Work instructions:
All that should come back is the lines of the data below from the one containing "let area = if" to the one containing "let layer = &self.layers[i];", inclusive, exactly as they stand.

Data for the task:
[Start of Attachment]

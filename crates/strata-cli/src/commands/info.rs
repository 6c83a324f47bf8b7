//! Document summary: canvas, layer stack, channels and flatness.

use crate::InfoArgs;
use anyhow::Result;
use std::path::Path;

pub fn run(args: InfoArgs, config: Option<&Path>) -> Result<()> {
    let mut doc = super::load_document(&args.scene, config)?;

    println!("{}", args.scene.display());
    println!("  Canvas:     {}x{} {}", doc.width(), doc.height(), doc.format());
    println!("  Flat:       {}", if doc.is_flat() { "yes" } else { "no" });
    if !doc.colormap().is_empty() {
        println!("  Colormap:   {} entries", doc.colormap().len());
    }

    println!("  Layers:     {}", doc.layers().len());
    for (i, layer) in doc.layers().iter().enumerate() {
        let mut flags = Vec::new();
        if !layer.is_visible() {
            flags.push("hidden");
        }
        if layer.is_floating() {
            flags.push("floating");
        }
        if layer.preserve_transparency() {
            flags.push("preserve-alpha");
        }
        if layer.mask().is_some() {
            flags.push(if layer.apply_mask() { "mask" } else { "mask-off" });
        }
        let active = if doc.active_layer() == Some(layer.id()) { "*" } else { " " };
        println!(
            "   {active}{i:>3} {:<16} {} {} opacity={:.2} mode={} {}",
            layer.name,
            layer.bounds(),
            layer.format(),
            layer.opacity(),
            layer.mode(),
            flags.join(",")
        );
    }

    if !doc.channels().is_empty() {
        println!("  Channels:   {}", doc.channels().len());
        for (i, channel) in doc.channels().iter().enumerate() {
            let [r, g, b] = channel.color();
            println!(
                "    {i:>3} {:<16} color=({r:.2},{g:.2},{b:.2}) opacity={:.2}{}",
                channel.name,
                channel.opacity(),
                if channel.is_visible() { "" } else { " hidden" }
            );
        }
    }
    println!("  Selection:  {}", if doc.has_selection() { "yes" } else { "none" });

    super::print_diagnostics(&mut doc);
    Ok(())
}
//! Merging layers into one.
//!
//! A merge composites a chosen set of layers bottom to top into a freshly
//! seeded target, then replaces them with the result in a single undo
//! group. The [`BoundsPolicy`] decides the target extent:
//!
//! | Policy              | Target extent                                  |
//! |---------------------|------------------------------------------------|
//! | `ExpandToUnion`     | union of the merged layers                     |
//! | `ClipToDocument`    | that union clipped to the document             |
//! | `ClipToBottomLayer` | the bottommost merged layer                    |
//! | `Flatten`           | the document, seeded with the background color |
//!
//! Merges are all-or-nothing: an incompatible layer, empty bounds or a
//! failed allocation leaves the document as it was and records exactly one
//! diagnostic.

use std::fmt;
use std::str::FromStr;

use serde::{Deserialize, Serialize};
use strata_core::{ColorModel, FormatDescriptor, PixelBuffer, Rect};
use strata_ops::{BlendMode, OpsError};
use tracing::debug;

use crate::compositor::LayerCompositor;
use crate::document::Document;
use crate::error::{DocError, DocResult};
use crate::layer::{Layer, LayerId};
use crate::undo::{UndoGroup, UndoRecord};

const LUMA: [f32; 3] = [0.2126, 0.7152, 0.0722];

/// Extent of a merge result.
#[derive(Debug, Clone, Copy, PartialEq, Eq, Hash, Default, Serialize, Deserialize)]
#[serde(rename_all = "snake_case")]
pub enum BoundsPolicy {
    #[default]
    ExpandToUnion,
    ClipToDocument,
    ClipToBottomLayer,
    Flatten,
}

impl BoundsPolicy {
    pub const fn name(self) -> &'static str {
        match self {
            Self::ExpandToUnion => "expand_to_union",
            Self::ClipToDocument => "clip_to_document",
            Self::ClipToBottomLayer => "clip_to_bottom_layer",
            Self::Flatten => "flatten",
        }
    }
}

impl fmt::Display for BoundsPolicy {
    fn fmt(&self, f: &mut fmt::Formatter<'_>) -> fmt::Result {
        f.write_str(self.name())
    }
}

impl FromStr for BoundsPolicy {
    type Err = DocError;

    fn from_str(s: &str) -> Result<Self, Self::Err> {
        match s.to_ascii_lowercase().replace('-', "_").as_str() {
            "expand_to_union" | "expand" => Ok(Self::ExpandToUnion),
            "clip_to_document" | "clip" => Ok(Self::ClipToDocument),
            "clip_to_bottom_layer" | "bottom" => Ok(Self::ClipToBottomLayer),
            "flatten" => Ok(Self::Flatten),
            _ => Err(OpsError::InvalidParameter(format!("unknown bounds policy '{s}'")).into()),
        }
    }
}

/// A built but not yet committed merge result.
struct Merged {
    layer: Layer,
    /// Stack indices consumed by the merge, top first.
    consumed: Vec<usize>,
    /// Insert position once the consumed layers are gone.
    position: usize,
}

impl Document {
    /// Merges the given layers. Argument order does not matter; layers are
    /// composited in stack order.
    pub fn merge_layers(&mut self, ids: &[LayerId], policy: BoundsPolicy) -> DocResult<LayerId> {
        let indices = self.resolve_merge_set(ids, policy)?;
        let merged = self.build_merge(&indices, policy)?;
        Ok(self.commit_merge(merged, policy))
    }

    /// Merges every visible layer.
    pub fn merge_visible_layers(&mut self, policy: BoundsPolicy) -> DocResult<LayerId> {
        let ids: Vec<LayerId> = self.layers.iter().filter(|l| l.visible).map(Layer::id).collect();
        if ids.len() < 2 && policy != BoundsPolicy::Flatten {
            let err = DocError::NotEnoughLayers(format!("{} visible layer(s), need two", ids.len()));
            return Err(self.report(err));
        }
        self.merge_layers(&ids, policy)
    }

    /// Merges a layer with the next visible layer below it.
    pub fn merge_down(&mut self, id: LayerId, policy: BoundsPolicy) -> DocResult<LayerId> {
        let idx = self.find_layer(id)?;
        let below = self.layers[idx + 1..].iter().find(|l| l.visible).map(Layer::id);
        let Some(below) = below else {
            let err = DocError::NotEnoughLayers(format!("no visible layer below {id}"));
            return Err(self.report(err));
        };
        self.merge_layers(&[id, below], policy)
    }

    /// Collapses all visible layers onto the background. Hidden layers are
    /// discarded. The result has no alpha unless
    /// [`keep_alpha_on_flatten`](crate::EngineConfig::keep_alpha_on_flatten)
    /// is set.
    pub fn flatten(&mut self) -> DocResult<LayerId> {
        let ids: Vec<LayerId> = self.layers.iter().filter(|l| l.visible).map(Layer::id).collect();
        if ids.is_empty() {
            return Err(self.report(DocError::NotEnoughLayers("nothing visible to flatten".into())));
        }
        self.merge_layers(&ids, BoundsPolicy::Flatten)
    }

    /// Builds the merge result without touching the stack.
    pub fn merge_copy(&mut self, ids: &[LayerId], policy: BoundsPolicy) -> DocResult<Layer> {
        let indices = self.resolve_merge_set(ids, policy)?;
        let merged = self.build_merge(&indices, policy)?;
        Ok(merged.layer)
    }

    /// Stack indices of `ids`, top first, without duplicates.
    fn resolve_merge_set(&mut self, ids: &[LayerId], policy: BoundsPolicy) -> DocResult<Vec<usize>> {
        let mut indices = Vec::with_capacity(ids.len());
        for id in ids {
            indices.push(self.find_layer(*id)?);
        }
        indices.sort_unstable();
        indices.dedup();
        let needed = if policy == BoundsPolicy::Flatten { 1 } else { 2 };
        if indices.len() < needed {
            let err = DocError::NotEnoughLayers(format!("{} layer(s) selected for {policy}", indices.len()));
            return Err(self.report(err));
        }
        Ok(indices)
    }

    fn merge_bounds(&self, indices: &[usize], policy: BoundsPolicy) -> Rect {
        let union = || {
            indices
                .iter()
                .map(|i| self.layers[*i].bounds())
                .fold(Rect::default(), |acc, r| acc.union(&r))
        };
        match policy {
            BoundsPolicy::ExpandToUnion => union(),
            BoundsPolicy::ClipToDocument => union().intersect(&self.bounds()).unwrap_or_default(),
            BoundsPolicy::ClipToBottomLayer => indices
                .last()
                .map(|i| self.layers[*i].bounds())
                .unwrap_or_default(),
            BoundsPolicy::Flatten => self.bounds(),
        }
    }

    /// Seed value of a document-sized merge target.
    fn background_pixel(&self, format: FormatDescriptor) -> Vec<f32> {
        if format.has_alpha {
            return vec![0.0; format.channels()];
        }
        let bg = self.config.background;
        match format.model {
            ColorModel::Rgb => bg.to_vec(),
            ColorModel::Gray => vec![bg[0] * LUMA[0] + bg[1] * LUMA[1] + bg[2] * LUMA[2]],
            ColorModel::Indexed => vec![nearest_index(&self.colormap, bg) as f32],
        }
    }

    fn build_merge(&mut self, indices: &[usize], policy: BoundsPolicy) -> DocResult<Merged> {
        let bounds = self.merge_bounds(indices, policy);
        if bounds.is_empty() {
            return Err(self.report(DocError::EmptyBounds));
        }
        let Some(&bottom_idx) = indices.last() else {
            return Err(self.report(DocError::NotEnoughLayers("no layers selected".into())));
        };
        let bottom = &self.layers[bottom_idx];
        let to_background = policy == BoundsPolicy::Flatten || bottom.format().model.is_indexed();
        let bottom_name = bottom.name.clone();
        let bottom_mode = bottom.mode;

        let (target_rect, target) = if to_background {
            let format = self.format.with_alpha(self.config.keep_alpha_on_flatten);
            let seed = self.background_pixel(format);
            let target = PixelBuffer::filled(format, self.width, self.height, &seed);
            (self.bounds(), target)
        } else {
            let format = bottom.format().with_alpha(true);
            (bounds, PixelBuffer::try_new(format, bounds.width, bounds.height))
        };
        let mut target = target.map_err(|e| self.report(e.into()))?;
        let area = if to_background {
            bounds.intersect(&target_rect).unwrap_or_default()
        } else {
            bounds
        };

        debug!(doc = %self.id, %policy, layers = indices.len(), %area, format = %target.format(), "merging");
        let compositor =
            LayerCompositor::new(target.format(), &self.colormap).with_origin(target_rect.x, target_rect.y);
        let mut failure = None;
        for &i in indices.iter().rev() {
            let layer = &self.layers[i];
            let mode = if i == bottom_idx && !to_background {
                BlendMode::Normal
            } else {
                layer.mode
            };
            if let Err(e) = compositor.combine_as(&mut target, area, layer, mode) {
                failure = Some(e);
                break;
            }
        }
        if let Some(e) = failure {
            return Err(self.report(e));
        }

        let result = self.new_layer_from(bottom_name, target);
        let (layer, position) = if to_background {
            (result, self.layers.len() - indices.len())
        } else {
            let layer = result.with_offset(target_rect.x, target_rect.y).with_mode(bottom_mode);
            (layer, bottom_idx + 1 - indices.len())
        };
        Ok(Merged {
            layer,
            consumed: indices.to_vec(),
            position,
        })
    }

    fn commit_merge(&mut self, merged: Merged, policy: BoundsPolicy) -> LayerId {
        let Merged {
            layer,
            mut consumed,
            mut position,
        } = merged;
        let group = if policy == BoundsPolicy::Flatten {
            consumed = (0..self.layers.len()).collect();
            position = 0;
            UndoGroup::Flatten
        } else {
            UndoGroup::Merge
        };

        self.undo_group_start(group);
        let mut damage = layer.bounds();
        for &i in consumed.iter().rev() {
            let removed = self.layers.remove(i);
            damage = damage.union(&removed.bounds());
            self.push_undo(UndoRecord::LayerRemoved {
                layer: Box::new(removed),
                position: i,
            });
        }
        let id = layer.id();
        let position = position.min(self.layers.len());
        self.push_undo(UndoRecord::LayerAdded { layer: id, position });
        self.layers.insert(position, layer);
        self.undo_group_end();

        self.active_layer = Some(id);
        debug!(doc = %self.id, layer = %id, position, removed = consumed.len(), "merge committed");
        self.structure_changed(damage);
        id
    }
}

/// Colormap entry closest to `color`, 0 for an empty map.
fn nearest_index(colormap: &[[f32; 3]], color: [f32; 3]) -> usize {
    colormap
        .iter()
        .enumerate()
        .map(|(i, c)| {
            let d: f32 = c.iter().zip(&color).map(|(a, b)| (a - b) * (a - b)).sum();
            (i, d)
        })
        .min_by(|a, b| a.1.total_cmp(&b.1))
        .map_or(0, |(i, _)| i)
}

[End of Attachment]
[Start of Attachment]

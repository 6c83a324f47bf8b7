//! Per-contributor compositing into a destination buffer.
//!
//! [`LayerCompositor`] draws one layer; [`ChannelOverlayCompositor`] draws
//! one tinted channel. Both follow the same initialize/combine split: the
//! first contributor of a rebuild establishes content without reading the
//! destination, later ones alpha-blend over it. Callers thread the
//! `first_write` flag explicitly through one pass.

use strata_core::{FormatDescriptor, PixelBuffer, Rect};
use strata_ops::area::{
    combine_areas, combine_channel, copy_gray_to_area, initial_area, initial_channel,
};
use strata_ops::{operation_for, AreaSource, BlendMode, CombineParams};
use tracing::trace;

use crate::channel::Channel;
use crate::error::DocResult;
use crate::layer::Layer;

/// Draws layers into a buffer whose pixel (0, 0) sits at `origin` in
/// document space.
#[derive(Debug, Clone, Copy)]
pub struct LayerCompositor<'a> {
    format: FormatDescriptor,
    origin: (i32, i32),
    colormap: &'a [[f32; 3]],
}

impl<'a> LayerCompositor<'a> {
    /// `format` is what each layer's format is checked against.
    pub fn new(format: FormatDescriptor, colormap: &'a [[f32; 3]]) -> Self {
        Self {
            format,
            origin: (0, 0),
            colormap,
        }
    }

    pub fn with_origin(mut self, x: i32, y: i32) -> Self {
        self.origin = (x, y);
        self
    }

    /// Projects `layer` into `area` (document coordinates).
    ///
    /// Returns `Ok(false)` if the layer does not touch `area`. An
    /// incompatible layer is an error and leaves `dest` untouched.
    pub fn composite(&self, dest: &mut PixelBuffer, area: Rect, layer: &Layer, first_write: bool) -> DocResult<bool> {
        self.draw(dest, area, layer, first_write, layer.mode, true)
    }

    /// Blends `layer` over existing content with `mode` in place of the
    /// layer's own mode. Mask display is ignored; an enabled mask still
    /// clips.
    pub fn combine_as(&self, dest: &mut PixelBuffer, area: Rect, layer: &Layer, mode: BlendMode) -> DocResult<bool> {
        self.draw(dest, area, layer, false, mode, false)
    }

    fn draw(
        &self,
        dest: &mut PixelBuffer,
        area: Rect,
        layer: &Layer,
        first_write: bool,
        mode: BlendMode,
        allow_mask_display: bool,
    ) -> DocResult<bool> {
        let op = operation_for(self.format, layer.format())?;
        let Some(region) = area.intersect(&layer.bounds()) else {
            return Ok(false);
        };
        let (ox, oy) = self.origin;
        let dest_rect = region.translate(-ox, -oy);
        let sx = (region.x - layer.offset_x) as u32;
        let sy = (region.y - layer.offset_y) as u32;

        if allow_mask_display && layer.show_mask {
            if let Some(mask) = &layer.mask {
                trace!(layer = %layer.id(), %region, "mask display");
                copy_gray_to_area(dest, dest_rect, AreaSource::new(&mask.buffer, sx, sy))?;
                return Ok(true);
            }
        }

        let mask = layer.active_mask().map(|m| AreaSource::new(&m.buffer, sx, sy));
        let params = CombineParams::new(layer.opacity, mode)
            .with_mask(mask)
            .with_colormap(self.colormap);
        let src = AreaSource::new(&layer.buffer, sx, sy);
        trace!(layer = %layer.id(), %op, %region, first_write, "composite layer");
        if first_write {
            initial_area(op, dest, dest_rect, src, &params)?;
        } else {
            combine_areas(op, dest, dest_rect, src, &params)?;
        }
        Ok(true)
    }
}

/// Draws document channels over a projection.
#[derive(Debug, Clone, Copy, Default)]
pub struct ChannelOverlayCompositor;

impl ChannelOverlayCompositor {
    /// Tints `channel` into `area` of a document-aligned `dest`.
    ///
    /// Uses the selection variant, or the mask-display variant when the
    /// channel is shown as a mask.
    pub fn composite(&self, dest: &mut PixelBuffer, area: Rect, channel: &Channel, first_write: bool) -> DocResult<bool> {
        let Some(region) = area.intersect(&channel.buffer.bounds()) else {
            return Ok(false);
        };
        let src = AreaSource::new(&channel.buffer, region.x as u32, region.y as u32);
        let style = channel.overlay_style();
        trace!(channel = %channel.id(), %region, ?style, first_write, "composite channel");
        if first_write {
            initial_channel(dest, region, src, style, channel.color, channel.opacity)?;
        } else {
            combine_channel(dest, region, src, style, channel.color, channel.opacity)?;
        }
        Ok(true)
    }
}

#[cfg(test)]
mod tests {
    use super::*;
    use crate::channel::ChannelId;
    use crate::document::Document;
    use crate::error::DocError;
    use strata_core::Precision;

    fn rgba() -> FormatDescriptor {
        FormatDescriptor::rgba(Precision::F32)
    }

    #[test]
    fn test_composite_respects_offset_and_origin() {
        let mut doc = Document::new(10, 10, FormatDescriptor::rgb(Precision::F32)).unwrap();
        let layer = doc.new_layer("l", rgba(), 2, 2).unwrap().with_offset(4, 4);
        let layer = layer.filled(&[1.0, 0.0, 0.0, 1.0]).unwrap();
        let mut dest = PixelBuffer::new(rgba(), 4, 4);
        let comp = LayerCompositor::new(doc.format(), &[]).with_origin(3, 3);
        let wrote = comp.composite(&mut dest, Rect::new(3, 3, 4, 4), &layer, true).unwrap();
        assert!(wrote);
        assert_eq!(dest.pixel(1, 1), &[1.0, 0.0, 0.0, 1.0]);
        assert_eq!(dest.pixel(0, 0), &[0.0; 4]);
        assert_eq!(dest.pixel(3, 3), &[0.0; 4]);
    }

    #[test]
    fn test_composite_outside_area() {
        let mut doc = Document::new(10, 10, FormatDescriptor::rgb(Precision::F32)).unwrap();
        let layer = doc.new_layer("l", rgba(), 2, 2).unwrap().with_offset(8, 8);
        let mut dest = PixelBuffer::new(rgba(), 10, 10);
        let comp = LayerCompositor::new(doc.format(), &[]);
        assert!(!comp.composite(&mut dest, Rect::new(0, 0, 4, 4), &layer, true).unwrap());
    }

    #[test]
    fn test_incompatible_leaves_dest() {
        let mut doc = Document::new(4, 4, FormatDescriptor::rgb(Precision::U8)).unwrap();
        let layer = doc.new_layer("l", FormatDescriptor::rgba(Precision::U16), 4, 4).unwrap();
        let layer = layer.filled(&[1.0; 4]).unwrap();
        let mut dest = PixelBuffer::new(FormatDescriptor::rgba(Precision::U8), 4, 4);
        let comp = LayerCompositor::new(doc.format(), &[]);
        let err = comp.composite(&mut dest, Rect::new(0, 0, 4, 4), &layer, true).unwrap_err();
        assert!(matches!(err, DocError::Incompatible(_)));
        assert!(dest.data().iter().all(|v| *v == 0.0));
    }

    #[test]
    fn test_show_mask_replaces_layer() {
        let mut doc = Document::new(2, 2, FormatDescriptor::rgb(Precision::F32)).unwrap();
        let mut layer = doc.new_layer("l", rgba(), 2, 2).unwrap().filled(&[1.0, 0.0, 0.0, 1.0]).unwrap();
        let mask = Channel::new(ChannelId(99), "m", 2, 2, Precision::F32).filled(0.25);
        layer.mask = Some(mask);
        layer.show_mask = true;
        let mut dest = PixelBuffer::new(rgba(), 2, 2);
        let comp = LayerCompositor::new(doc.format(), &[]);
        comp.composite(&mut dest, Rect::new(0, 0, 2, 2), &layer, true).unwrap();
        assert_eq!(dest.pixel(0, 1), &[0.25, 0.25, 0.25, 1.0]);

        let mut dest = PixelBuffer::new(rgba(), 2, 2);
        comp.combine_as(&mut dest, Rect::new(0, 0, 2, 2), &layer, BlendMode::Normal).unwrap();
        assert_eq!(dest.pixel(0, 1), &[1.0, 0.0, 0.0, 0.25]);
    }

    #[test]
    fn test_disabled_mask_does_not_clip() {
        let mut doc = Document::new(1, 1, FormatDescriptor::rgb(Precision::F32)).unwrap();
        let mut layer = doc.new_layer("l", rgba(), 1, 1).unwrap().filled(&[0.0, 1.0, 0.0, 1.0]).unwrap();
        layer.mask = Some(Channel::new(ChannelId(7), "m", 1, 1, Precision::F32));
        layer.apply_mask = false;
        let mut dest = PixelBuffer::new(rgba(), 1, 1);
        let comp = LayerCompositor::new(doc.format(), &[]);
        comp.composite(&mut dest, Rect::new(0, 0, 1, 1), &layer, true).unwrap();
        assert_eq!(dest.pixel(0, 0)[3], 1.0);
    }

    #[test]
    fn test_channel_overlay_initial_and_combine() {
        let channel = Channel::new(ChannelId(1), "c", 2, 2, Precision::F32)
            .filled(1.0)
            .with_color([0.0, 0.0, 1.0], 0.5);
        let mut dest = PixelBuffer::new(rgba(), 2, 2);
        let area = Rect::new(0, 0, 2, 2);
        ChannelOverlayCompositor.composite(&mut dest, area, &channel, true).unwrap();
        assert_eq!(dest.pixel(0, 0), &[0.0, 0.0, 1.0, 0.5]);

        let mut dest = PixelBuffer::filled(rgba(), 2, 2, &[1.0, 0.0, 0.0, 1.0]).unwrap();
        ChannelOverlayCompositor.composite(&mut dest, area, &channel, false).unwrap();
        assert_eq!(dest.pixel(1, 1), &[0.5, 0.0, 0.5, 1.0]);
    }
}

[End of Attachment]

Exercise answer:
        let area = if to_background {
            bounds.intersect(&target_rect).unwrap_or_default()
        } else {
            bounds
        };

        debug!(doc = %self.id, %policy, layers = indices.len(), %area, format = %target.format(), "merging");
        let compositor =
            LayerCompositor::new(target.format(), &self.colormap).with_origin(target_rect.x, target_rect.y);
        let mut failure = None;
        for &i in indices.iter().rev() {
            let layer = &self.layers[i];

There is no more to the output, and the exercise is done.